2. Topics:
• What is CUDA?
• What is FLOPS?
• CUDA C.
• Processing flow of CUDA.
• What is GPGPU?
• An Overview of Parallel Computing.
• Serial Computing VS Parallel Computing.
• World’s Most Powerful GPU.
3. What is CUDA?
CUDA stands for “Compute Unified Device Architecture”.
It is a Parallel computing platform developed by NVIDIA (Graphics Card
Manufacturer) in 2006 and implemented in their GPUs. CUDA gives developers,
access to the instruction set and memory of the parallel computation elements in
GPUs.
CUDA enabled GPUs can be used for General Purpose Processing (GPGPU).
4. CUDA Platform:
The CUDA platform is accessible to programmers by several CUDA accelerated
libraries and by several extended standard programming languages like:
• C extended to CUDA C.
• C++ extended to CUDA C++.
• Fortran extended to CUDA Fortran
NVIDIA CUDA™ technology is the world’s only C language environment that enables
programmers and developers to write software to solve complex computational
problems in a fraction of the time by tapping into the many-core parallel processing
power of GPU's.
5. CUDA C:
The user writes a C code, while the compiler divides the code into two portions.
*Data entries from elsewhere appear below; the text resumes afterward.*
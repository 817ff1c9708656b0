use parking_lot::{RwLock, RwLockReadGuard};
use std::sync::Arc;
use tokio::{
    sync::{
        mpsc::{unbounded_channel, UnboundedReceiver, UnboundedSender},
        oneshot,
    },
    task::JoinHandle,
};

use crate::{
    codec::ParseResult,
    error::ZettelError,
    event::{GraphEvent, NoteEvent, ScanGeneration},
    graph::NoteGraph,
    properties::NoteId,
};

/// The single writer of a shared [NoteGraph].
///
/// Workers never lock the graph for writing themselves; they send [GraphEvent]s, and the
/// aggregator applies them one at a time in arrival order. Each write lock is held for exactly
/// one [NoteGraph::apply] call.
pub struct GraphAggregator {
    graph: Arc<RwLock<NoteGraph>>,
    rx: UnboundedReceiver<GraphEvent>,
    event_tx: Option<UnboundedSender<NoteEvent>>,
}

impl GraphAggregator {
    pub fn new(
        graph: Arc<RwLock<NoteGraph>>,
        rx: UnboundedReceiver<GraphEvent>,
        event_tx: Option<UnboundedSender<NoteEvent>>,
    ) -> Self {
        GraphAggregator {
            graph,
            rx,
            event_tx,
        }
    }

    /// Apply events until every sender is dropped.
    pub async fn run(mut self) {
        tracing::debug!("[GraphAggregator] started");
        while let Some(event) = self.rx.recv().await {
            tracing::trace!("[GraphAggregator] applying {event}");
            let note_events = {
                let mut graph = self.graph.write();
                graph.apply(event)
            };
            let Some(tx) = self.event_tx.as_ref() else {
                continue;
            };
            let forwarded: Result<(), ZettelError> = note_events
                .into_iter()
                .try_for_each(|note_event| Ok(tx.send(note_event)?));
            if let Err(e) = forwarded {
                tracing::warn!("[GraphAggregator] {e}; no longer forwarding events");
                self.event_tx = None;
            }
        }
        tracing::debug!("[GraphAggregator] all senders dropped, stopping");
    }
}

/// Cheap, clonable access to a graph maintained by a [GraphAggregator] task.
#[derive(Clone)]
pub struct NoteGraphHandle {
    graph: Arc<RwLock<NoteGraph>>,
    tx: UnboundedSender<GraphEvent>,
}

impl NoteGraphHandle {
    /// Start the aggregator for `graph` on the current tokio runtime.
    ///
    /// The task ends once every handle is dropped. Graph changes are reported on `event_tx`
    /// when given.
    pub fn spawn(
        graph: NoteGraph,
        event_tx: Option<UnboundedSender<NoteEvent>>,
    ) -> (NoteGraphHandle, JoinHandle<()>) {
        let graph = Arc::new(RwLock::new(graph));
        let (tx, rx) = unbounded_channel();
        let aggregator = GraphAggregator::new(graph.clone(), rx, event_tx);
        let join = tokio::spawn(aggregator.run());
        (NoteGraphHandle { graph, tx }, join)
    }

    pub fn send(&self, event: GraphEvent) -> Result<(), ZettelError> {
        self.tx.send(event)?;
        Ok(())
    }

    /// Queue a parse result. Results without a record leave the graph untouched and are not
    /// sent.
    pub fn submit(&self, result: ParseResult) -> Result<bool, ZettelError> {
        match result.into_event() {
            Some(event) => {
                self.send(event)?;
                Ok(true)
            }
            None => Ok(false),
        }
    }

    pub fn remove(&self, id: NoteId, generation: ScanGeneration) -> Result<(), ZettelError> {
        self.send(GraphEvent::Removed { id, generation })
    }

    /// Wait until everything sent before this call has been applied; returns the graph version.
    pub async fn flush(&self) -> Result<u64, ZettelError> {
        let (tx, rx) = oneshot::channel();
        self.send(GraphEvent::Flush(tx))?;
        Ok(rx.await?)
    }

    /// Short-lived read access. Do not hold the guard across an await point.
    pub fn read(&self) -> RwLockReadGuard<'_, NoteGraph> {
        self.graph.read()
    }

    /// An owned copy of the current graph.
    pub fn snapshot(&self) -> NoteGraph {
        self.graph.read().clone()
    }
}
One portion is delivered to CPU (because CPU is best for such tasks), while the
other portion, involving extensive calculations (FLOPS), is delivered to the GPU(s),
that executes the code in parallel. Because C is a familiar programming language,
CUDA results in very steep learning curve and hence it is becoming a favorite tool
for accelerating various applications.
FLOPS:
FLOPS an acronym for “FLoating - point Operations Per Second” is a unit to measure
computer performance, useful in fields of scientific calculations that make heavy use of
floating-point calculations. For such cases it is a more accurate measure than the generic
instructions per second.
6. CUDA C Sample Code:
#include < stdio.h >
#include < cuda.h >
__global__ void kernel_function(int a, int b )
{
printf(“ The value is %d”,a*b);
}
int main( void )
{
kernel_function<<<1,1>>>(5,2);
return 0;
}
7. Processing Flow of CUDA:
• CPU copies data from main
memory to GPU memory.
• CPU instructs the processes to
GPU.
• GPU executes the processes
parallel in each core.
• CPU copies the result from GPU
memory to main memory.
8. What is GPGPU?
GPGPU stands for “General purpose Graphics processing unit” . It is an approach
which describes the use of a GPU for those computations in applications which are
generally handled by the Central processing Unit (CPU). As in CPU, there are
several no. of cores working parallel where as in a GPU there are hundred of cores
working in parallel which could be very useful if we utilize them in general
computations. It is also called GPU Accelerated Computing.
9. Parallel Computing:
It is a form of computation in which many calculations are carried out
simultaneously which results in quick completion of calculations.
All the GPUs works on parallel computing whereas in CPUs , parallel computing is in
the form of multiple cores as they can entertain many processes simultaneously for
an time efficient solution.
10. Serial Computing VS Parallel Computing
Serial Computing:
• To be run on a single computer having a single Central Processing Unit (CPU);
• A problem is broken into a discrete series of instructions.
• Instructions are executed one after another.
• Only one instruction may execute at any moment in time.
Parallel Computing:
• Problem is broken into discrete parts that can be solved concurrently
• Each part is further broken down to a series of instructions
• Instructions from each part execute simultaneously on different processors
• An overall control/coordination mechanism.